■ Data extracts ■

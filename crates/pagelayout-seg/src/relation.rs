//! Spatial relationships between regions
//!
//! Every unordered pair `(i, j)`, `i < j`, is tested against a short rule
//! list; the first match is recorded and the rest are not consulted, so a
//! pair carries at most one relationship.

use crate::detect::Region;
use crate::{SegError, SegResult};
use pagelayout_core::Box;
use std::fmt;
use std::str::FromStr;
use tracing::debug;

/// Maximum difference, in pixels, between top edges (or left edges) of
/// two regions considered aligned. The comparison is strict.
pub const ALIGNMENT_TOLERANCE: i32 = 10;

/// Kind of relationship from the first region of a pair to the second
#[derive(Debug, Clone, Copy, PartialEq, Eq, Hash)]
pub enum RelationKind {
    /// Top edges within tolerance
    HorizontallyAligned,
    /// Left edges within tolerance
    VerticallyAligned,
    /// The second region's top-left corner lies strictly inside the first
    Contains,
    /// The first region's top-left corner lies strictly inside the second
    ContainedBy,
}

impl RelationKind {
    /// All kinds, in rule order
    pub const ALL: [RelationKind; 4] = [
        RelationKind::HorizontallyAligned,
        RelationKind::VerticallyAligned,
        RelationKind::Contains,
        RelationKind::ContainedBy,
    ];

    /// Stable snake_case name
    pub fn as_str(self) -> &'static str {
        match self {
            RelationKind::HorizontallyAligned => "horizontally_aligned",
            RelationKind::VerticallyAligned => "vertically_aligned",
            RelationKind::Contains => "contains",
            RelationKind::ContainedBy => "contained_by",
        }
    }
}

impl fmt::Display for RelationKind {
    fn fmt(&self, f: &mut fmt::Formatter<'_>) -> fmt::Result {
        f.write_str(self.as_str())
    }
}

impl FromStr for RelationKind {
    type Err = SegError;

    fn from_str(s: &str) -> SegResult<Self> {
        RelationKind::ALL
            .into_iter()
            .find(|kind| kind.as_str() == s)
            .ok_or_else(|| SegError::UnknownName {
                what: "relationship",
                name: s.to_string(),
            })
    }
}

/// Relationship between regions `first` and `second` (`first < second`)
#[derive(Debug, Clone, Copy, PartialEq, Eq, Hash)]
pub struct Relationship {
    /// Index of the first region
    pub first: usize,
    /// Index of the second region
    pub second: usize,
    /// How `first` relates to `second`
    pub kind: RelationKind,
}

/// Relate two boxes, or `None` if no rule applies.
///
/// Only the top-left corner of the other box is tested for containment,
/// so partially overlapping boxes can "contain" each other.
pub fn relate(a: &Box, b: &Box, tolerance: i32) -> Option<RelationKind> {
    if (a.y - b.y).abs() < tolerance {
        Some(RelationKind::HorizontallyAligned)
    } else if (a.x - b.x).abs() < tolerance {
        Some(RelationKind::VerticallyAligned)
    } else if a.strictly_contains_point(b.x, b.y) {
        Some(RelationKind::Contains)
    } else if b.strictly_contains_point(a.x, a.y) {
        Some(RelationKind::ContainedBy)
    } else {
        None
    }
}

/// Relationships among `regions` with the default tolerance.
///
/// Output is ordered by `(first, second)`; indices refer to `regions`.
pub fn analyze_relationships(regions: &[Region]) -> Vec<Relationship> {
    analyze_relationships_with_tolerance(regions, ALIGNMENT_TOLERANCE)
}

/// Relationships among `regions` with an explicit alignment tolerance.
pub fn analyze_relationships_with_tolerance(
    regions: &[Region],
    tolerance: i32,
) -> Vec<Relationship> {
    let span = tracing::debug_span!("analyze_relationships", regions = regions.len(), tolerance);
    let _enter = span.enter();

    let mut relationships = Vec::new();
    for (i, a) in regions.iter().enumerate() {
        for (j, b) in regions.iter().enumerate().skip(i + 1) {
            if let Some(kind) = relate(&a.bbox, &b.bbox, tolerance) {
                relationships.push(Relationship {
                    first: i,
                    second: j,
                    kind,
                });
            }
        }
    }

    debug!(relationships = relationships.len(), "relationships found");
    relationships
}

#[cfg(test)]
mod tests {
    use super::*;
    use crate::classify::RegionKind;

    fn region(x: i32, y: i32, w: i32, h: i32) -> Region {
        Region {
            kind: RegionKind::Unknown,
            bbox: Box::new_unchecked(x, y, w, h),
        }
    }

    #[test]
    fn test_horizontal_alignment() {
        let rels = analyze_relationships(&[region(10, 100, 50, 20), region(200, 105, 40, 20)]);
        assert_eq!(
            rels,
            vec![Relationship {
                first: 0,
                second: 1,
                kind: RelationKind::HorizontallyAligned
            }]
        );
    }

    #[test]
    fn test_tolerance_is_strict() {
        let a = Box::new_unchecked(0, 0, 5, 5);
        let b = Box::new_unchecked(100, 10, 5, 5);
        assert_eq!(relate(&a, &b, 10), None);
        assert_eq!(
            relate(&a, &b, 11),
            Some(RelationKind::HorizontallyAligned)
        );
    }

    #[test]
    fn test_vertical_alignment() {
        let a = Box::new_unchecked(40, 0, 5, 5);
        let b = Box::new_unchecked(45, 300, 5, 5);
        assert_eq!(
            relate(&a, &b, ALIGNMENT_TOLERANCE),
            Some(RelationKind::VerticallyAligned)
        );
    }

    #[test]
    fn test_containment() {
        let rels = analyze_relationships(&[region(0, 0, 300, 300), region(100, 100, 50, 50)]);
        assert_eq!(rels.len(), 1);
        assert_eq!(rels[0].kind, RelationKind::Contains);

        let rels = analyze_relationships(&[region(100, 100, 50, 50), region(0, 0, 300, 300)]);
        assert_eq!(rels[0].kind, RelationKind::ContainedBy);
    }

    #[test]
    fn test_alignment_beats_containment() {
        let outer = Box::new_unchecked(0, 0, 300, 300);
        let inner = Box::new_unchecked(50, 5, 20, 20);
        assert_eq!(
            relate(&outer, &inner, ALIGNMENT_TOLERANCE),
            Some(RelationKind::HorizontallyAligned)
        );
    }

    #[test]
    fn test_corner_on_edge_is_not_contained() {
        let a = Box::new_unchecked(0, 0, 100, 100);
        let b = Box::new_unchecked(100, 50, 10, 10);
        assert_eq!(relate(&a, &b, ALIGNMENT_TOLERANCE), None);
    }

    #[test]
    fn test_pair_order_and_indices() {
        let regions = [
            region(0, 0, 10, 10),
            region(500, 3, 10, 10),
            region(4, 400, 10, 10),
            region(300, 300, 10, 10),
        ];
        let rels = analyze_relationships(&regions);
        let pairs: Vec<_> = rels.iter().map(|r| (r.first, r.second, r.kind)).collect();
        assert_eq!(
            pairs,
            vec![
                (0, 1, RelationKind::HorizontallyAligned),
                (0, 2, RelationKind::VerticallyAligned),
            ]
        );
        for r in &rels {
            assert!(r.first < r.second && r.second < regions.len());
        }
    }

    #[test]
    fn test_empty_and_single() {
        assert!(analyze_relationships(&[]).is_empty());
        assert!(analyze_relationships(&[region(0, 0, 5, 5)]).is_empty());
    }

    #[test]
    fn test_names() {
        for kind in RelationKind::ALL {
            assert_eq!(kind.as_str().parse::<RelationKind>().unwrap(), kind);
        }
        assert_eq!(RelationKind::ContainedBy.to_string(), "contained_by");
        assert!("overlaps".parse::<RelationKind>().is_err());
    }
}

■ Work order ■
Transcribe the data in full, keeping every character.

■ Reply to the exercise ■
filename crates/pagelayout-seg/src/relation.rs
//! Spatial relationships between regions
//!
//! Every unordered pair `(i, j)`, `i < j`, is tested against a short rule
//! list; the first match is recorded and the rest are not consulted, so a
//! pair carries at most one relationship.

use crate::detect::Region;
use crate::{SegError, SegResult};
use pagelayout_core::Box;
use std::fmt;
use std::str::FromStr;
use tracing::debug;

/// Maximum difference, in pixels, between top edges (or left edges) of
/// two regions considered aligned. The comparison is strict.
pub const ALIGNMENT_TOLERANCE: i32 = 10;

/// Kind of relationship from the first region of a pair to the second
#[derive(Debug, Clone, Copy, PartialEq, Eq, Hash)]
pub enum RelationKind {
    /// Top edges within tolerance
    HorizontallyAligned,
    /// Left edges within tolerance
    VerticallyAligned,
    /// The second region's top-left corner lies strictly inside the first
    Contains,
    /// The first region's top-left corner lies strictly inside the second
    ContainedBy,
}

impl RelationKind {
    /// All kinds, in rule order
    pub const ALL: [RelationKind; 4] = [
        RelationKind::HorizontallyAligned,
        RelationKind::VerticallyAligned,
        RelationKind::Contains,
        RelationKind::ContainedBy,
    ];

    /// Stable snake_case name
    pub fn as_str(self) -> &'static str {
        match self {
            RelationKind::HorizontallyAligned => "horizontally_aligned",
            RelationKind::VerticallyAligned => "vertically_aligned",
            RelationKind::Contains => "contains",
            RelationKind::ContainedBy => "contained_by",
        }
    }
}

impl fmt::Display for RelationKind {
    fn fmt(&self, f: &mut fmt::Formatter<'_>) -> fmt::Result {
        f.write_str(self.as_str())
    }
}

impl FromStr for RelationKind {
    type Err = SegError;

    fn from_str(s: &str) -> SegResult<Self> {
        RelationKind::ALL
            .into_iter()
            .find(|kind| kind.as_str() == s)
            .ok_or_else(|| SegError::UnknownName {
                what: "relationship",
                name: s.to_string(),
            })
    }
}

/// Relationship between regions `first` and `second` (`first < second`)
#[derive(Debug, Clone, Copy, PartialEq, Eq, Hash)]
pub struct Relationship {
    /// Index of the first region
    pub first: usize,
    /// Index of the second region
    pub second: usize,
    /// How `first` relates to `second`
    pub kind: RelationKind,
}

/// Relate two boxes, or `None` if no rule applies.
///
/// Only the top-left corner of the other box is tested for containment,
/// so partially overlapping boxes can "contain" each other.
pub fn relate(a: &Box, b: &Box, tolerance: i32) -> Option<RelationKind> {
    if (a.y - b.y).abs() < tolerance {
        Some(RelationKind::HorizontallyAligned)
    } else if (a.x - b.x).abs() < tolerance {
        Some(RelationKind::VerticallyAligned)
    } else if a.strictly_contains_point(b.x, b.y) {
        Some(RelationKind::Contains)
    } else if b.strictly_contains_point(a.x, a.y) {
        Some(RelationKind::ContainedBy)
    } else {
        None
    }
}

/// Relationships among `regions` with the default tolerance.
///
/// Output is ordered by `(first, second)`; indices refer to `regions`.
pub fn analyze_relationships(regions: &[Region]) -> Vec<Relationship> {
    analyze_relationships_with_tolerance(regions, ALIGNMENT_TOLERANCE)
}

/// Relationships among `regions` with an explicit alignment tolerance.
pub fn analyze_relationships_with_tolerance(
    regions: &[Region],
    tolerance: i32,
) -> Vec<Relationship> {
    let span = tracing::debug_span!("analyze_relationships", regions = regions.len(), tolerance);
    let _enter = span.enter();

    let mut relationships = Vec::new();
    for (i, a) in regions.iter().enumerate() {
        for (j, b) in regions.iter().enumerate().skip(i + 1) {
            if let Some(kind) = relate(&a.bbox, &b.bbox, tolerance) {
                relationships.push(Relationship {
                    first: i,
                    second: j,
                    kind,
                });
            }
        }
    }

    debug!(relationships = relationships.len(), "relationships found");
    relationships
}

#[cfg(test)]
mod tests {
    use super::*;
    use crate::classify::RegionKind;

    fn region(x: i32, y: i32, w: i32, h: i32) -> Region {
        Region {
            kind: RegionKind::Unknown,
            bbox: Box::new_unchecked(x, y, w, h),
        }
    }

    #[test]
    fn test_horizontal_alignment() {
        let rels = analyze_relationships(&[region(10, 100, 50, 20), region(200, 105, 40, 20)]);
        assert_eq!(
            rels,
            vec![Relationship {
                first: 0,
                second: 1,
                kind: RelationKind::HorizontallyAligned
            }]
        );
    }

    #[test]
    fn test_tolerance_is_strict() {
        let a = Box::new_unchecked(0, 0, 5, 5);
        let b = Box::new_unchecked(100, 10, 5, 5);
        assert_eq!(relate(&a, &b, 10), None);
        assert_eq!(
            relate(&a, &b, 11),
            Some(RelationKind::HorizontallyAligned)
        );
    }

    #[test]
    fn test_vertical_alignment() {
        let a = Box::new_unchecked(40, 0, 5, 5);
        let b = Box::new_unchecked(45, 300, 5, 5);
        assert_eq!(
            relate(&a, &b, ALIGNMENT_TOLERANCE),
            Some(RelationKind::VerticallyAligned)
        );
    }

    #[test]
    fn test_containment() {
        let rels = analyze_relationships(&[region(0, 0, 300, 300), region(100, 100, 50, 50)]);
        assert_eq!(rels.len(), 1);
        assert_eq!(rels[0].kind, RelationKind::Contains);

        let rels = analyze_relationships(&[region(100, 100, 50, 50), region(0, 0, 300, 300)]);
        assert_eq!(rels[0].kind, RelationKind::ContainedBy);
    }

    #[test]
    fn test_alignment_beats_containment() {
        let outer = Box::new_unchecked(0, 0, 300, 300);
        let inner = Box::new_unchecked(50, 5, 20, 20);
        assert_eq!(
            relate(&outer, &inner, ALIGNMENT_TOLERANCE),
            Some(RelationKind::HorizontallyAligned)
        );
    }

    #[test]
    fn test_corner_on_edge_is_not_contained() {
        let a = Box::new_unchecked(0, 0, 100, 100);
        let b = Box::new_unchecked(100, 50, 10, 10);
        assert_eq!(relate(&a, &b, ALIGNMENT_TOLERANCE), None);
    }

    #[test]
    fn test_pair_order_and_indices() {
        let regions = [
            region(0, 0, 10, 10),
            region(500, 3, 10, 10),
            region(4, 400, 10, 10),
            region(300, 300, 10, 10),
        ];
        let rels = analyze_relationships(&regions);
        let pairs: Vec<_> = rels.iter().map(|r| (r.first, r.second, r.kind)).collect();
        assert_eq!(
            pairs,
            vec![
                (0, 1, RelationKind::HorizontallyAligned),
                (0, 2, RelationKind::VerticallyAligned),
            ]
        );
        for r in &rels {
            assert!(r.first < r.second && r.second < regions.len());
        }
    }

    #[test]
    fn test_empty_and_single() {
        assert!(analyze_relationships(&[]).is_empty());
        assert!(analyze_relationships(&[region(0, 0, 5, 5)]).is_empty());
    }

    #[test]
    fn test_names() {
        for kind in RelationKind::ALL {
            assert_eq!(kind.as_str().parse::<RelationKind>().unwrap(), kind);
        }
        assert_eq!(RelationKind::ContainedBy.to_string(), "contained_by");
        assert!("overlaps".parse::<RelationKind>().is_err());
    }
}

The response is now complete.